At present, the field of digital humanities – and especially of digital art history – is still in its inception phase. Its main goals are to provide researchers access to large collections of images and to enable them to handle those materials. The first task is well understood and its importance is sufficiently appreciated. The digitizing of extensive bodies of images housed in archives and museums is under way all over the world, and it will continue to be a priority for most institutions for some time to come. There is an acute awareness of the necessity of standards for digitizing collections, some best practices have been established and are widely accepted. On the other side, the tools for exploring those research materials in-depth are still in need of being developed. For the descriptive metadata of images, museums have generally adopted the CIDOC Conceptual Reference Model [5], which provides an extensible ontology for concepts and information in cultural heritage and museum documentation. However, the development of adequate content research tools for large volumes of digitized images is, owing to the inherent complexity of the task, not so far advanced. And yet, there is a need for devices that allow fine-grained searches in order to find similarities, non-obvious affiliations, patterns and connections between images and their relations to other media such as texts. At the present stage, one possible next step is to focus on single small- or mid-size corpora and develop viable solutions for some well-defined tasks of possibly general interest that allow further extension. A relatively coherent and thematically connected corpus of illustrations to a single literary work seems to be a good starting point for further explorations in digital art history and literary studies. Literary illustrations, by definition, stand in a relationship to the literary work they are supposed to illustrate. A vast part of the corpus will inevitably be of a conventional quality and thereby prevent that proposed solutions do not satisfy the requirements of extensibility and non-ad-hocness.

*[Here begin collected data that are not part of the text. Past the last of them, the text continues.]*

//! Diagnostics rendered in the style of `rustc`
//!
//! ```text
//! error[EI003]: dedent does not match any enclosing indentation level
//!  --> demo.off:4:4
//!   |
//! 4 |    y
//!   |    ^ width 3, open levels are 0, 2, 5
//!   = help: dedent to one of the open levels
//! ```

use crate::span::Span;
use std::fmt;

/// Diagnostic severity
#[derive(Debug, Clone, Copy, PartialEq, Eq)]
pub enum Level {
    /// Aborts processing of the source unit
    Error,
    Warning,
}

impl Level {
    pub fn as_str(&self) -> &'static str {
        match self {
            Level::Error => "error",
            Level::Warning => "warning",
        }
    }

    /// ANSI escape used for the level header
    pub fn color_code(&self) -> &'static str {
        match self {
            Level::Error => "\x1b[1;31m",
            Level::Warning => "\x1b[1;33m",
        }
    }
}

impl fmt::Display for Level {
    fn fmt(&self, f: &mut fmt::Formatter<'_>) -> fmt::Result {
        f.write_str(self.as_str())
    }
}

/// A message attached to a region of source
#[derive(Debug, Clone)]
pub struct Label {
    pub span: Span,
    pub message: String,
    /// Primary labels are underlined with `^`, secondary ones with `-`
    pub primary: bool,
}

impl Label {
    pub fn primary(span: Span, message: impl Into<String>) -> Self {
        Self {
            span,
            message: message.into(),
            primary: true,
        }
    }

    pub fn secondary(span: Span, message: impl Into<String>) -> Self {
        Self {
            span,
            message: message.into(),
            primary: false,
        }
    }
}

/// Structured error code, printed as `E<category><number>`
#[derive(Debug, Clone, Copy, PartialEq, Eq, Hash)]
pub struct ErrorCode {
    /// L = raw lexing, I = indentation
    pub category: char,
    pub number: u16,
}

impl ErrorCode {
    pub const fn new(category: char, number: u16) -> Self {
        Self { category, number }
    }

    // Raw lexing
    pub const UNEXPECTED_CHAR: Self = Self::new('L', 1);

    // Indentation
    pub const MIXED_INDENT_CHARS: Self = Self::new('I', 1);
    pub const INCONSISTENT_INDENT_STYLE: Self = Self::new('I', 2);
    pub const UNMATCHED_DEDENT: Self = Self::new('I', 3);
}

impl fmt::Display for ErrorCode {
    fn fmt(&self, f: &mut fmt::Formatter<'_>) -> fmt::Result {
        write!(f, "E{}{:03}", self.category, self.number)
    }
}

/// A complete diagnostic
#[derive(Debug, Clone)]
pub struct Diagnostic {
    pub level: Level,
    pub code: Option<ErrorCode>,
    pub message: String,
    pub labels: Vec<Label>,
    pub notes: Vec<String>,
    pub help: Vec<String>,
}

impl Diagnostic {
    fn with_level(level: Level, message: impl Into<String>) -> Self {
        Self {
            level,
            code: None,
            message: message.into(),
            labels: Vec::new(),
            notes: Vec::new(),
            help: Vec::new(),
        }
    }

    pub fn error(message: impl Into<String>) -> Self {
        Self::with_level(Level::Error, message)
    }

    pub fn warning(message: impl Into<String>) -> Self {
        Self::with_level(Level::Warning, message)
    }

    pub fn with_code(mut self, code: ErrorCode) -> Self {
        self.code = Some(code);
        self
    }

    /// Adds a primary label
    pub fn with_label(mut self, span: Span, message: impl Into<String>) -> Self {
        self.labels.push(Label::primary(span, message));
        self
    }

    pub fn with_secondary_label(mut self, span: Span, message: impl Into<String>) -> Self {
        self.labels.push(Label::secondary(span, message));
        self
    }

    pub fn with_note(mut self, note: impl Into<String>) -> Self {
        self.notes.push(note.into());
        self
    }

    pub fn with_help(mut self, help: impl Into<String>) -> Self {
        self.help.push(help.into());
        self
    }

    /// Span of the first primary label, if any
    pub fn primary_span(&self) -> Option<Span> {
        self.labels.iter().find(|l| l.primary).map(|l| l.span)
    }
}

impl fmt::Display for Diagnostic {
    fn fmt(&self, f: &mut fmt::Formatter<'_>) -> fmt::Result {
        write!(f, "{}", self.level)?;
        if let Some(code) = &self.code {
            write!(f, "[{}]", code)?;
        }
        write!(f, ": {}", self.message)?;
        if let Some(span) = self.primary_span() {
            write!(f, " at {}:{}", span.start.line, span.start.column)?;
        }
        Ok(())
    }
}

/// Source units known to the renderer
#[derive(Debug, Default)]
pub struct SourceCache {
    files: Vec<SourceFile>,
}

#[derive(Debug)]
pub struct SourceFile {
    pub name: String,
    pub source: String,
    /// Byte offset at which each line begins
    line_starts: Vec<usize>,
}

impl SourceFile {
    pub fn new(name: impl Into<String>, source: impl Into<String>) -> Self {
        let source = source.into();
        let line_starts = std::iter::once(0)
            .chain(source.match_indices('\n').map(|(i, _)| i + 1))
            .collect();

        Self {
            name: name.into(),
            source,
            line_starts,
        }
    }

    /// Text of a 1-indexed line, without its terminator
    pub fn get_line(&self, line: u32) -> Option<&str> {
        let idx = line.checked_sub(1)? as usize;
        let start = *self.line_starts.get(idx)?;
        let end = self
            .line_starts
            .get(idx + 1)
            .map(|&next| next.saturating_sub(1))
            .unwrap_or(self.source.len());

        Some(self.source[start..end].trim_end_matches('\r'))
    }

    pub fn line_count(&self) -> usize {
        self.line_starts.len()
    }
}

impl SourceCache {
    pub fn new() -> Self {
        Self::default()
    }

    /// Registers a source unit and returns its ID
    pub fn add(&mut self, name: impl Into<String>, source: impl Into<String>) -> u32 {
        let id = self.files.len() as u32;
        self.files.push(SourceFile::new(name, source));
        id
    }

    pub fn get(&self, id: u32) -> Option<&SourceFile> {
        self.files.get(id as usize)
    }
}

struct Palette {
    reset: &'static str,
    bold: &'static str,
    blue: &'static str,
    green: &'static str,
}

impl Palette {
    fn new(colored: bool) -> Self {
        if colored {
            Self {
                reset: "\x1b[0m",
                bold: "\x1b[1m",
                blue: "\x1b[1;34m",
                green: "\x1b[1;32m",
            }
        } else {
            Self {
                reset: "",
                bold: "",
                blue: "",
                green: "",
            }
        }
    }
}

/// Renders diagnostics against a [`SourceCache`]
pub struct DiagnosticRenderer<'a> {
    cache: &'a SourceCache,
    use_colors: bool,
}

impl<'a> DiagnosticRenderer<'a> {
    pub fn new(cache: &'a SourceCache) -> Self {
        Self {
            cache,
            use_colors: true,
        }
    }

    pub fn without_colors(mut self) -> Self {
        self.use_colors = false;
        self
    }

    pub fn render(&self, diagnostic: &Diagnostic) -> String {
        let p = Palette::new(self.use_colors);
        let level_color = if self.use_colors {
            diagnostic.level.color_code()
        } else {
            ""
        };
        let mut out = String::new();

        out.push_str(level_color);
        out.push_str(diagnostic.level.as_str());
        if let Some(code) = &diagnostic.code {
            out.push_str(&format!("[{}]", code));
        }
        out.push_str(&format!(
            "{}{}: {}{}\n",
            p.reset, p.bold, diagnostic.message, p.reset
        ));

        for label in &diagnostic.labels {
            let Some(file) = self.cache.get(label.span.file_id) else {
                continue;
            };
            let line = label.span.start.line;
            out.push_str(&format!(
                " {}-->{} {}:{}:{}\n",
                p.blue, p.reset, file.name, line, label.span.start.column
            ));

            let Some(text) = file.get_line(line) else {
                continue;
            };
            let gutter = " ".repeat(line.to_string().len());
            let column = label.span.start.column as usize;
            let width = if label.span.end.line == line {
                (label.span.end.column as usize).saturating_sub(column).max(1)
            } else {
                text.chars().count().saturating_sub(column - 1).max(1)
            };
            let marker = if label.primary { '^' } else { '-' };
            let marker_color = if label.primary { level_color } else { p.blue };

            out.push_str(&format!(" {} {}|{}\n", gutter, p.blue, p.reset));
            out.push_str(&format!(" {}{}{} | {}\n", p.blue, line, p.reset, text));
            out.push_str(&format!(
                " {} {}|{} {}{}{}{} {}\n",
                gutter,
                p.blue,
                p.reset,
                underline_padding(text, column),
                marker_color,
                marker.to_string().repeat(width),
                p.reset,
                label.message
            ));
        }

        for note in &diagnostic.notes {
            out.push_str(&format!("  = {}note{}: {}\n", p.bold, p.reset, note));
        }
        for help in &diagnostic.help {
            out.push_str(&format!("  = {}help{}: {}\n", p.green, p.reset, help));
        }

        out
    }
}

/// Whitespace that lines a marker up under `column` of `text`; tabs are kept
fn underline_padding(text: &str, column: usize) -> String {
    text.chars()
        .take(column.saturating_sub(1))
        .map(|ch| if ch == '\t' { '\t' } else { ' ' })
        .chain(std::iter::repeat(' '))
        .take(column.saturating_sub(1))
        .collect()
}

A written text presents a story world, whose inconspicuous conventional elements do not need to be explicitly described or can even dispense with any explicit mention, because the cognitive abilities of the reader will readily supply them. An illustrator cannot help but making such elements explicit and thereby supplementing and commenting on the text. The initiative is left to the artist, but at the same time there is a steady tradition of iconography that supports his endeavors and ensures that he will be understood. Thus, the relation between text and image and the devices of rendering complex narrative situations by a combination of typical pictorial elements is necessarily a complex one, and yet, the complexity should stay within the limits of a manageable one.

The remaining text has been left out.